In 1960, Leftwich rejoined the 2nd Marine Division, serving as a company commander until 1962 when he was named aide-de-camp to the Commanding General. In June 1963, he was assigned as aide to the Commander of Marine Corps Schools. He was promoted to major in July 1964. He later completed a course of study in the Vietnamese language prior to reporting for duty in Vietnam in January 1965 as Assistant Senior Advisor to the Vietnamese Marine Brigade.

Joining Task Force Alfa, Leftwich participated in 27 major operations against the Viet Cong in the central highlands of Vietnam, and spent more than 300 days in the field. He was wounded in the Battle of Hoai An on March 9, 1965, and awarded the Navy Cross and Purple Heart for extraordinary heroism. According to his citation, he "…played a major part in all phases of the successful relief of the village of Hoai An, which was under heavy enemy attack by two Viet Cong battalions… By his own personal example…, he led the attack… Despite injuries by enemy machine-gun bullets in the back, cheek and nose, he went to the aid of a mortally wounded comrade … and delayed his own evacuation until he could call for additional air strikes and brief the task force commander of the situation."

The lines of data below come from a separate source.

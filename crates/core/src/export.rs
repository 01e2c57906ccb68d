//! Results and input CSV assembly.
//!
//! Result files mimic the legacy MTurk column conventions: a fixed block
//! of metadata columns, then `Input.<field>` for every input field seen
//! across the exported tasks, then `Answer.<field>` for every answer
//! field seen across the exported completed assignments (each group
//! sorted alphabetically), then the worker username. Every field is
//! quoted; the line terminator defaults to CRLF with an LF option for
//! unix tooling.
//!
//! Only completed assignments contribute result rows. The exporter works
//! on rows already materialized by the db layer so the column set is
//! computed over exactly the exported data, never a live queryset.

use std::collections::{BTreeSet, HashMap};
use std::path::Path;

use serde::Deserialize;

use crate::error::{CoreError, CoreResult};
use crate::types::{DbId, Timestamp};

/// Legacy result-file timestamp format, e.g. `Mon Feb 03 14:00:00 UTC 2025`.
const TIME_FORMAT: &str = "%a %b %d %H:%M:%S %Z %Y";

/// Fixed metadata columns preceding the dynamic `Input.*`/`Answer.*` set.
const METADATA_COLUMNS: [&str; 11] = [
    "HITId",
    "HITTypeId",
    "Title",
    "CreationTime",
    "MaxAssignments",
    "AssignmentDurationInSeconds",
    "AssignmentId",
    "WorkerId",
    "AcceptTime",
    "SubmitTime",
    "WorkTimeInSeconds",
];

/// Trailing column carrying the worker's username, when authenticated.
const USERNAME_COLUMN: &str = "Worker.Username";

/// Line terminator for generated CSV files.
#[derive(Debug, Clone, Copy, Default, PartialEq, Eq, Deserialize)]
#[serde(rename_all = "lowercase")]
pub enum LineTerminator {
    /// `\r\n`, the legacy result-file default.
    #[default]
    Windows,
    /// `\n`.
    Unix,
}

impl From<LineTerminator> for csv::Terminator {
    fn from(value: LineTerminator) -> Self {
        match value {
            LineTerminator::Windows => csv::Terminator::CRLF,
            LineTerminator::Unix => csv::Terminator::Any(b'\n'),
        }
    }
}

/// One completed assignment joined with its task, batch, and project,
/// ready for export.
#[derive(Debug, Clone)]
pub struct ResultRow {
    pub task_id: DbId,
    pub project_id: DbId,
    pub project_name: String,
    pub batch_created_at: Timestamp,
    pub assignments_per_task: i32,
    /// Batch allotted assignment time, in hours.
    pub allotted_hours: i32,
    pub assignment_id: DbId,
    pub worker_id: Option<DbId>,
    pub worker_username: Option<String>,
    pub accepted_at: Timestamp,
    pub submitted_at: Timestamp,
    pub input_fields: HashMap<String, String>,
    pub answers: HashMap<String, String>,
}

impl ResultRow {
    /// Seconds elapsed between acceptance and submission.
    pub fn work_time_in_seconds(&self) -> i64 {
        (self.submitted_at - self.accepted_at).num_seconds()
    }
}

/// Render the results CSV for a set of completed assignments.
pub fn results_csv(rows: &[ResultRow], terminator: LineTerminator) -> CoreResult<Vec<u8>> {
    let mut input_fields = BTreeSet::new();
    let mut answer_fields = BTreeSet::new();
    for row in rows {
        input_fields.extend(row.input_fields.keys().cloned());
        answer_fields.extend(row.answers.keys().cloned());
    }

    let mut writer = csv_writer(terminator);

    let header: Vec<String> = METADATA_COLUMNS
        .iter()
        .map(|c| c.to_string())
        .chain(input_fields.iter().map(|f| format!("Input.{f}")))
        .chain(answer_fields.iter().map(|f| format!("Answer.{f}")))
        .chain([USERNAME_COLUMN.to_string()])
        .collect();
    writer.write_record(&header).map_err(csv_error)?;

    for row in rows {
        let mut record: Vec<String> = vec![
            row.task_id.to_string(),
            row.project_id.to_string(),
            row.project_name.clone(),
            row.batch_created_at.format(TIME_FORMAT).to_string(),
            row.assignments_per_task.to_string(),
            (i64::from(row.allotted_hours) * 3600).to_string(),
            row.assignment_id.to_string(),
            row.worker_id.map(|id| id.to_string()).unwrap_or_default(),
            row.accepted_at.format(TIME_FORMAT).to_string(),
            row.submitted_at.format(TIME_FORMAT).to_string(),
            row.work_time_in_seconds().to_string(),
        ];
        for field in &input_fields {
            record.push(row.input_fields.get(field).cloned().unwrap_or_default());
        }
        for field in &answer_fields {
            record.push(row.answers.get(field).cloned().unwrap_or_default());
        }
        record.push(row.worker_username.clone().unwrap_or_default());
        writer.write_record(&record).map_err(csv_error)?;
    }

    writer
        .into_inner()
        .map_err(|e| CoreError::Internal(format!("CSV write failed: {e}")))
}

/// Render the input-only CSV for a set of tasks, independent of
/// completion state.
///
/// The column set is the union of input field names across the tasks;
/// rows missing a field emit an empty cell. Column order may differ from
/// the originally uploaded file.
pub fn input_csv(
    tasks: &[HashMap<String, String>],
    terminator: LineTerminator,
) -> CoreResult<Vec<u8>> {
    if tasks.is_empty() {
        return Ok(Vec::new());
    }

    let mut fields = BTreeSet::new();
    for task in tasks {
        fields.extend(task.keys().cloned());
    }

    let mut writer = csv_writer(terminator);
    writer
        .write_record(fields.iter())
        .map_err(csv_error)?;
    for task in tasks {
        let record: Vec<&str> = fields
            .iter()
            .map(|f| task.get(f).map(String::as_str).unwrap_or(""))
            .collect();
        writer.write_record(&record).map_err(csv_error)?;
    }

    writer
        .into_inner()
        .map_err(|e| CoreError::Internal(format!("CSV write failed: {e}")))
}

/// Download filename for a batch's results file, deviating from MTurk's
/// naming: `Project-{pid}_Batch-{bid}-{stem}_results{ext}`.
pub fn results_filename(project_id: DbId, batch_id: DbId, batch_filename: &str) -> String {
    let path = Path::new(batch_filename);
    let stem = path
        .file_stem()
        .map(|s| s.to_string_lossy().into_owned())
        .unwrap_or_default();
    let extension = path
        .extension()
        .map(|e| format!(".{}", e.to_string_lossy()))
        .unwrap_or_default();
    format!("Project-{project_id}_Batch-{batch_id}-{stem}_results{extension}")
}

fn csv_writer(terminator: LineTerminator) -> csv::Writer<Vec<u8>> {
    csv::WriterBuilder::new()
        .quote_style(csv::QuoteStyle::Always)
        .terminator(terminator.into())
        .from_writer(Vec::new())
}

fn csv_error(e: csv::Error) -> CoreError {
    CoreError::Internal(format!("CSV write failed: {e}"))
}

#[cfg(test)]
mod tests {
    use chrono::TimeZone;

    use super::*;

    fn sample_row() -> ResultRow {
        let accepted = chrono::Utc.with_ymd_and_hms(2025, 2, 3, 14, 0, 0).unwrap();
        ResultRow {
            task_id: 11,
            project_id: 3,
            project_name: "Spelling".into(),
            batch_created_at: accepted,
            assignments_per_task: 2,
            allotted_hours: 24,
            assignment_id: 21,
            worker_id: Some(7),
            worker_username: Some("ann".into()),
            accepted_at: accepted,
            submitted_at: accepted + chrono::Duration::seconds(90),
            input_fields: HashMap::from([("word".to_string(), "cat".to_string())]),
            answers: HashMap::from([("correct".to_string(), "yes".to_string())]),
        }
    }

    #[test]
    fn header_groups_are_sorted_and_ordered() {
        let mut row = sample_row();
        row.input_fields
            .insert("language".to_string(), "en".to_string());
        let bytes = results_csv(&[row], LineTerminator::Unix).unwrap();
        let text = String::from_utf8(bytes).unwrap();
        let header = text.lines().next().unwrap();
        assert_eq!(
            header,
            "\"HITId\",\"HITTypeId\",\"Title\",\"CreationTime\",\"MaxAssignments\",\
             \"AssignmentDurationInSeconds\",\"AssignmentId\",\"WorkerId\",\"AcceptTime\",\
             \"SubmitTime\",\"WorkTimeInSeconds\",\"Input.language\",\"Input.word\",\
             \"Answer.correct\",\"Worker.Username\""
        );
    }

    #[test]
    fn row_values_and_work_time() {
        let bytes = results_csv(&[sample_row()], LineTerminator::Unix).unwrap();
        let text = String::from_utf8(bytes).unwrap();
        let row = text.lines().nth(1).unwrap();
        assert!(row.contains("\"90\""), "{row}");
        assert!(row.contains("\"86400\""), "{row}");
        assert!(row.contains("\"Mon Feb 03 14:00:00 UTC 2025\""), "{row}");
        assert!(row.ends_with("\"ann\""), "{row}");
    }

    #[test]
    fn default_terminator_is_crlf() {
        let bytes = results_csv(&[sample_row()], LineTerminator::default()).unwrap();
        assert!(String::from_utf8(bytes).unwrap().contains("\r\n"));
    }

    #[test]
    fn anonymous_worker_emits_empty_cells() {
        let mut row = sample_row();
        row.worker_id = None;
        row.worker_username = None;
        let bytes = results_csv(&[row], LineTerminator::Unix).unwrap();
        let text = String::from_utf8(bytes).unwrap();
        assert!(text.lines().nth(1).unwrap().ends_with("\"\""));
    }

    #[test]
    fn input_csv_round_trips_values() {
        let tasks = vec![
            HashMap::from([
                ("word".to_string(), "c\u{e9}lin\u{e9}".to_string()),
                ("language".to_string(), "fr".to_string()),
            ]),
            HashMap::from([("word".to_string(), "dog".to_string())]),
        ];
        let bytes = input_csv(&tasks, LineTerminator::Unix).unwrap();
        let text = String::from_utf8(bytes).unwrap();
        let mut lines = text.lines();
        assert_eq!(lines.next().unwrap(), "\"language\",\"word\"");
        assert_eq!(lines.next().unwrap(), "\"fr\",\"c\u{e9}lin\u{e9}\"");
        assert_eq!(lines.next().unwrap(), "\"\",\"dog\"");
    }

    #[test]
    fn input_csv_of_no_tasks_is_empty() {
        assert!(input_csv(&[], LineTerminator::default()).unwrap().is_empty());
    }

    #[test]
    fn results_filename_convention() {
        assert_eq!(
            results_filename(3, 11, "words.csv"),
            "Project-3_Batch-11-words_results.csv"
        );
        assert_eq!(
            results_filename(3, 11, "words"),
            "Project-3_Batch-11-words_results"
        );
    }
}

Leftwich returned to the United States in January 1966, served as an instructor at The Basic School, then completed the Command and Staff College in June 1967 and was named to the Schools Honor List. Assigned to Headquarters Marine Corps, he was promoted to lieutenant colonel in November 1967 while serving as a systems analyst with the Manpower Management Information Branch, G-1 Division. He later became head of the Systems Analysis Section. In 1968, he was selected by the Under Secretary of the Navy to be his Special Assistant and Marine Corps Aide. He served in this capacity under Charles F. Baird and John W. Warner.

In April 1970, Leftwich began his second tour of duty in Vietnam, serving initially as the commander of 2nd Battalion 1st Marines. On September 13, he assumed duty as Commanding Officer of 1st Reconnaissance Battalion, 1st Marine Division.

==Death==
On November 18, 1970, during Operation Imperial Lake Leftwich was killed in a crash of an HMM-263 CH-46D helicopter during an emergency extraction of one of his reconnaissance teams. In accordance with his practice of accompanying every emergency extraction called for by his teams, he was serving as senior "extract officer" for such a mission on the day of his death. The team had incurred casualties and requested an emergency extraction from enemy-infested territory, in an area beginning to be enveloped by dense fog. The team was extracted under Leftwich's personal supervision, then, as the helicopter began its ascent, it crashed into a mountainside in enemy territory, killing all aboard.

==Awards and honors==
A partial list of Leftwich's medals and awards includes:
| |

| Navy Cross |  |  |  | Silver Star |  |  |  | Legion of Merit w/ 2 award stars & valor device |  |  |  |
| Purple Heart w/ 2 award stars |  |  | Meritorious Service Medal |  |  | Air Medal |  |  | Marine Corps Expeditionary Medal |  |  |
| Navy Occupation Service Medal |  |  | National Defense Service Medal w/ 1 service star |  |  | Armed Forces Expeditionary Medal |  |  | Vietnam Service Medal w/ 4 service stars |  |  |
| Vietnam Navy Distinguished Service Order, 2nd Class |  |  | Vietnam Gallantry Cross w/ palm, silver, & bronze stars |  |  | Vietnam Civil Actions Medal |  |  | Vietnam Campaign Medal |  |  |

- In 1978, the destroyer was named in his honor.
- In June 1979, the Marine Corps awarded the very first Leftwich Trophy for Outstanding Leadership in Leftwich's memory. The award is presented annually to an outstanding Marine captain serving with the ground forces of the Fleet Marine Force at the time of nomination.
- The visitor center at the United States Naval Academy is named after LtCol Leftwich and his classmate, Lyle O. Armel II, and is named the Armel-Leftwich Visitor Center.

==Monument==
A monument that represents him stands at Camp Barrett at Marine Corps Base Quantico. Felix de Weldon sculpted the statue.